→ **Record set**
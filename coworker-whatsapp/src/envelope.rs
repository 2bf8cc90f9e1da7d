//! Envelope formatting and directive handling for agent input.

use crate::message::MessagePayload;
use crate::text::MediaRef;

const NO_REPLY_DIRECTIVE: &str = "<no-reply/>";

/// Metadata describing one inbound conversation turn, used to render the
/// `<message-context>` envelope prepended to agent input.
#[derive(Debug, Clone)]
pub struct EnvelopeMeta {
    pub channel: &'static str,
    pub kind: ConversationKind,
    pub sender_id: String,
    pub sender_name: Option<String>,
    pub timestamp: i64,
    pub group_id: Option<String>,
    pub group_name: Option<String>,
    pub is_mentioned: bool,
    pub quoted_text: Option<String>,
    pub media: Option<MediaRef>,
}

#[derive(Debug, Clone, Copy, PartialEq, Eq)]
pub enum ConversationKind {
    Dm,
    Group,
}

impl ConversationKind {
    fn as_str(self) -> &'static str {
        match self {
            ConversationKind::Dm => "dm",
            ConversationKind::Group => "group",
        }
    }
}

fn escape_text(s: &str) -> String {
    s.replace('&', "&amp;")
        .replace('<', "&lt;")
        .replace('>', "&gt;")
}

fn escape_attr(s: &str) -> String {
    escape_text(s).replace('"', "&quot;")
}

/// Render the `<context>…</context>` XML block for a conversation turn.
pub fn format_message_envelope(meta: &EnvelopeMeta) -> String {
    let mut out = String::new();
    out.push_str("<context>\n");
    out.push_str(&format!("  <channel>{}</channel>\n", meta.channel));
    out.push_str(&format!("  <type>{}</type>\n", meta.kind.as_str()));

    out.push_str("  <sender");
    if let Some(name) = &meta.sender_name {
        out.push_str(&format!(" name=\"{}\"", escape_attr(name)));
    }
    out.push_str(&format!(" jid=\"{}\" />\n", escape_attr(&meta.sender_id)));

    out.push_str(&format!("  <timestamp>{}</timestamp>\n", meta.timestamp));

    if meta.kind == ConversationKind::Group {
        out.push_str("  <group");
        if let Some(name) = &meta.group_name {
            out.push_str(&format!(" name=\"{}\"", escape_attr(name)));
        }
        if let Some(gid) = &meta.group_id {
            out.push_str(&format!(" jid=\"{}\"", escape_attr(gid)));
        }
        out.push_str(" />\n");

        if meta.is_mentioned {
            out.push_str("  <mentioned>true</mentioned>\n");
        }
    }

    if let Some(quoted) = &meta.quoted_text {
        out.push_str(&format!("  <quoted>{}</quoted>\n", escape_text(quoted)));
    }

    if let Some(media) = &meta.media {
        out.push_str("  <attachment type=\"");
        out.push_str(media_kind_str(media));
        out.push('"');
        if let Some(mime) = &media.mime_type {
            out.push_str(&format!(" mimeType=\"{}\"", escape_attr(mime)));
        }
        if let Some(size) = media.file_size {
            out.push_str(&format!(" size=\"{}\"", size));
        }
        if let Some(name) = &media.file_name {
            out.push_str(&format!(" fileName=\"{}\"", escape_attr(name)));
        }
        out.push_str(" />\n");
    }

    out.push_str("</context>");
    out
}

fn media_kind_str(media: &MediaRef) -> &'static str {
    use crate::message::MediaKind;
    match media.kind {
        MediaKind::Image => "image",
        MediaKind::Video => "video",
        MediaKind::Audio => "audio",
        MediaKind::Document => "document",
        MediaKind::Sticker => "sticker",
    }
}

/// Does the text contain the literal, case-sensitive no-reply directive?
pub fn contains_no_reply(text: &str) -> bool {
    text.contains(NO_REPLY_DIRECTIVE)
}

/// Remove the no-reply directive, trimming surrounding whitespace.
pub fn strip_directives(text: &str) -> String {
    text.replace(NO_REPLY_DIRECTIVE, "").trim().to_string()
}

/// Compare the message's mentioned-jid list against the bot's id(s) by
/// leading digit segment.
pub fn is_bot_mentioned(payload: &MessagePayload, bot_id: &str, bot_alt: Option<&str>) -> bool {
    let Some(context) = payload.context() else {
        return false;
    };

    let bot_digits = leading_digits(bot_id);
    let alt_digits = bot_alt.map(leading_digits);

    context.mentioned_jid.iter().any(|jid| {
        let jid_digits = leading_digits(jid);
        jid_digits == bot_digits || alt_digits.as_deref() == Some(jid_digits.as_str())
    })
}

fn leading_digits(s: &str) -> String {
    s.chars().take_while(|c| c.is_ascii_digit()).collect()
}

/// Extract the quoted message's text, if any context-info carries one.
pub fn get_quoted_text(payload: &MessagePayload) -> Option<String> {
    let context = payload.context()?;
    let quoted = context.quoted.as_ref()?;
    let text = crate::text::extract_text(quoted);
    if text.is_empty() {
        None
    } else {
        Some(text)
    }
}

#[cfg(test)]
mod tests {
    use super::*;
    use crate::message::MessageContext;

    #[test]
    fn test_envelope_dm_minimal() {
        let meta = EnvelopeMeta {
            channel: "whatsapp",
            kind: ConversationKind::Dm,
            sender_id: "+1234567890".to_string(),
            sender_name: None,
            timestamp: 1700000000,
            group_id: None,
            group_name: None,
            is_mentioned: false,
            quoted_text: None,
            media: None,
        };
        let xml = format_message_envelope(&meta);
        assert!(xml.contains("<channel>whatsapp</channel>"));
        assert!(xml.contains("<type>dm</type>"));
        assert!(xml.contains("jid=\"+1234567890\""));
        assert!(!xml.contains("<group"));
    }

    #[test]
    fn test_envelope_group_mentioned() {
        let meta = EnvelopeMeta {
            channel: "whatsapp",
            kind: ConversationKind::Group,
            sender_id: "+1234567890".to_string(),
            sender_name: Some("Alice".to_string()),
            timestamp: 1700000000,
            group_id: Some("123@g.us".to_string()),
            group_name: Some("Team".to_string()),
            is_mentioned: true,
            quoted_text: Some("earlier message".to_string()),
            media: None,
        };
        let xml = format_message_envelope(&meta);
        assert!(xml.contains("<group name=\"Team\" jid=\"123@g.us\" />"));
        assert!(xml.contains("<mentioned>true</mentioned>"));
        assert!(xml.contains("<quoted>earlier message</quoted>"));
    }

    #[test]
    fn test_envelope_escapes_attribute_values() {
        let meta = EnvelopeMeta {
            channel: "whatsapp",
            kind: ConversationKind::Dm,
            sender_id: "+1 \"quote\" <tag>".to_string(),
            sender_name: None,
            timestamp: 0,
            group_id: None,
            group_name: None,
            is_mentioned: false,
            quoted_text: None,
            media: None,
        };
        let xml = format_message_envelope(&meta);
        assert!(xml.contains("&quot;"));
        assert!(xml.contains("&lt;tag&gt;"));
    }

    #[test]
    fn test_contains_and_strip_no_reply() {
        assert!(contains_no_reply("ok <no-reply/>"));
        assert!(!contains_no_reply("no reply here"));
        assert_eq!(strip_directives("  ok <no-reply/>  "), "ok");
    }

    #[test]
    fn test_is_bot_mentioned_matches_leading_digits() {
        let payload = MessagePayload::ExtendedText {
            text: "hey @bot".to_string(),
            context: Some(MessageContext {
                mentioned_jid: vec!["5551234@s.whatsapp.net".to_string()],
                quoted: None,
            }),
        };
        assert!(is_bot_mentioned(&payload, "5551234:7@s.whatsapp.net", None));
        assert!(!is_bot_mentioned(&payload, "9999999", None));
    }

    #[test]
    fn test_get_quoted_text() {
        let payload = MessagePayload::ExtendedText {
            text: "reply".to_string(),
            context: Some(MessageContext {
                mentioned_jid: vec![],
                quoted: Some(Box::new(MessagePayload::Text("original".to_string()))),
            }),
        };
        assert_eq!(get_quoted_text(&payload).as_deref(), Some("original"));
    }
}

--

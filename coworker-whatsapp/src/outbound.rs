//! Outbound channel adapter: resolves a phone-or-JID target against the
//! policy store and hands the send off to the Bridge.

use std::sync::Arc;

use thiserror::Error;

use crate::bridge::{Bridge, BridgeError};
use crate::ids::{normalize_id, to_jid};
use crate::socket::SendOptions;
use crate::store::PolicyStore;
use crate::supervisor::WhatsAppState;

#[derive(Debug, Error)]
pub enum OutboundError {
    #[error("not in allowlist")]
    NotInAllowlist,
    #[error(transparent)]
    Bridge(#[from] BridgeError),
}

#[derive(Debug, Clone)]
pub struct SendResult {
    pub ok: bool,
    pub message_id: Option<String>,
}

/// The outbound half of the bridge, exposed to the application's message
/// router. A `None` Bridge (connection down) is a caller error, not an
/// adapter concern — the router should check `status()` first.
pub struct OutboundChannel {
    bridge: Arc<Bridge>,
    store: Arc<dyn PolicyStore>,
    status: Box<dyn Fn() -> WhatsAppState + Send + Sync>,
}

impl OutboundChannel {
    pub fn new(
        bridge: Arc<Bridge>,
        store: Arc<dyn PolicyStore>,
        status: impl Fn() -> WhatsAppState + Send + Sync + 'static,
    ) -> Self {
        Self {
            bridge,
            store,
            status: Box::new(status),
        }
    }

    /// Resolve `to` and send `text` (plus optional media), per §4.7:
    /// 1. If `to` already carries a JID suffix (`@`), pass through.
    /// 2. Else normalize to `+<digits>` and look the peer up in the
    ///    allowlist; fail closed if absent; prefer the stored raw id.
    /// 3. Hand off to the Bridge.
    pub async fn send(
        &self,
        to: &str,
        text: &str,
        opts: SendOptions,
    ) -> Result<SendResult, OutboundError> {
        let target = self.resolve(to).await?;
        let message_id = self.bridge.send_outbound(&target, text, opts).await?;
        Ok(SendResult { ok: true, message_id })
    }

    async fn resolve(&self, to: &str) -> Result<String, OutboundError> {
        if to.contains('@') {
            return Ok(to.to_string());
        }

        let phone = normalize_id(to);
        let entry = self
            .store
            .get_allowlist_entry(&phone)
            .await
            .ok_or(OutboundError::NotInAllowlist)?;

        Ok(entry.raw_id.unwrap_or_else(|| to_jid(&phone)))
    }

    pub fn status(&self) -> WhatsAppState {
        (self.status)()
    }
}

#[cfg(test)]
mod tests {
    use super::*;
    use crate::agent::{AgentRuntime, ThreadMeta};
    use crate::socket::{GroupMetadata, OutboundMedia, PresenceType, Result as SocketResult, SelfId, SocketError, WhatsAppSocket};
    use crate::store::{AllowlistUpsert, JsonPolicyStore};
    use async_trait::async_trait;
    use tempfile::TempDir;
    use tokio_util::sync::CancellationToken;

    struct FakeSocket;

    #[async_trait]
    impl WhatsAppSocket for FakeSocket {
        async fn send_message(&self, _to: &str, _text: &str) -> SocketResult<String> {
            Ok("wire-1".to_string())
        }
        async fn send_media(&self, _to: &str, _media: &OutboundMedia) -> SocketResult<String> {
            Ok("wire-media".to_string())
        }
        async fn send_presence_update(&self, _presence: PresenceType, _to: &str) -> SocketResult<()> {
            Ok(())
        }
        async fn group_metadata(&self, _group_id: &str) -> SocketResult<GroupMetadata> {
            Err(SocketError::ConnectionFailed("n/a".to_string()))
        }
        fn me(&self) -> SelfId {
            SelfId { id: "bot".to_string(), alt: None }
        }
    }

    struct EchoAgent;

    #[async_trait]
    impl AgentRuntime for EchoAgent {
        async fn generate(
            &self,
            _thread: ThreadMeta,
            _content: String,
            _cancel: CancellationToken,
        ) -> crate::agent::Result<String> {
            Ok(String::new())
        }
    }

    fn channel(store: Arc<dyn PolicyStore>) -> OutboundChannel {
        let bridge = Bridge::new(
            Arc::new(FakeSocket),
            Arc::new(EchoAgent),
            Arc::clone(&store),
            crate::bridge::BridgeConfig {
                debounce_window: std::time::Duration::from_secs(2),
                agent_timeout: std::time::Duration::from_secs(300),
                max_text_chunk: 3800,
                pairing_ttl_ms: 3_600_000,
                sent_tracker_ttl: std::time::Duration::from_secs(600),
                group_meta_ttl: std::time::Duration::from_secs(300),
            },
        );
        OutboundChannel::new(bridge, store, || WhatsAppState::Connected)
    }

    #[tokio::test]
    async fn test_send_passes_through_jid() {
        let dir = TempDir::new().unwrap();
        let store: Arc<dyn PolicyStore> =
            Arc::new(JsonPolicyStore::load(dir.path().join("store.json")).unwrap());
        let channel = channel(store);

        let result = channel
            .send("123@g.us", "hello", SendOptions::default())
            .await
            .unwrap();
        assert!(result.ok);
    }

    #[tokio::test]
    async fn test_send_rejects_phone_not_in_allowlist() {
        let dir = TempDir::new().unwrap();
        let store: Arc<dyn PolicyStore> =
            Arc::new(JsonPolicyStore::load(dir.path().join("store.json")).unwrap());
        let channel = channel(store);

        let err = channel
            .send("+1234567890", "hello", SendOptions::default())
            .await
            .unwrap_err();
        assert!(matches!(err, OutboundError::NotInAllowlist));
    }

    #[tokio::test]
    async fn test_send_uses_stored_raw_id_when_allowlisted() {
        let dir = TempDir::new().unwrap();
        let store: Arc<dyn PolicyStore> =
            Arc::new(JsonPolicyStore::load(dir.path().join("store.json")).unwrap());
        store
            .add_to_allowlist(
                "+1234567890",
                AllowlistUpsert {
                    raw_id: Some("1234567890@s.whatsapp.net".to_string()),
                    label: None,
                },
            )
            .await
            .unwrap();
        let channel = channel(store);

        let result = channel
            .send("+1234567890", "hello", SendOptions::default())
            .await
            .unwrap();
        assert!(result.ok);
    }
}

→ **Aim of the task**
Whenever a line of the material holds the word "NotInAllowlist", copy it out.

→ **Written response**
    NotInAllowlist,
            .ok_or(OutboundError::NotInAllowlist)?;
        assert!(matches!(err, OutboundError::NotInAllowlist));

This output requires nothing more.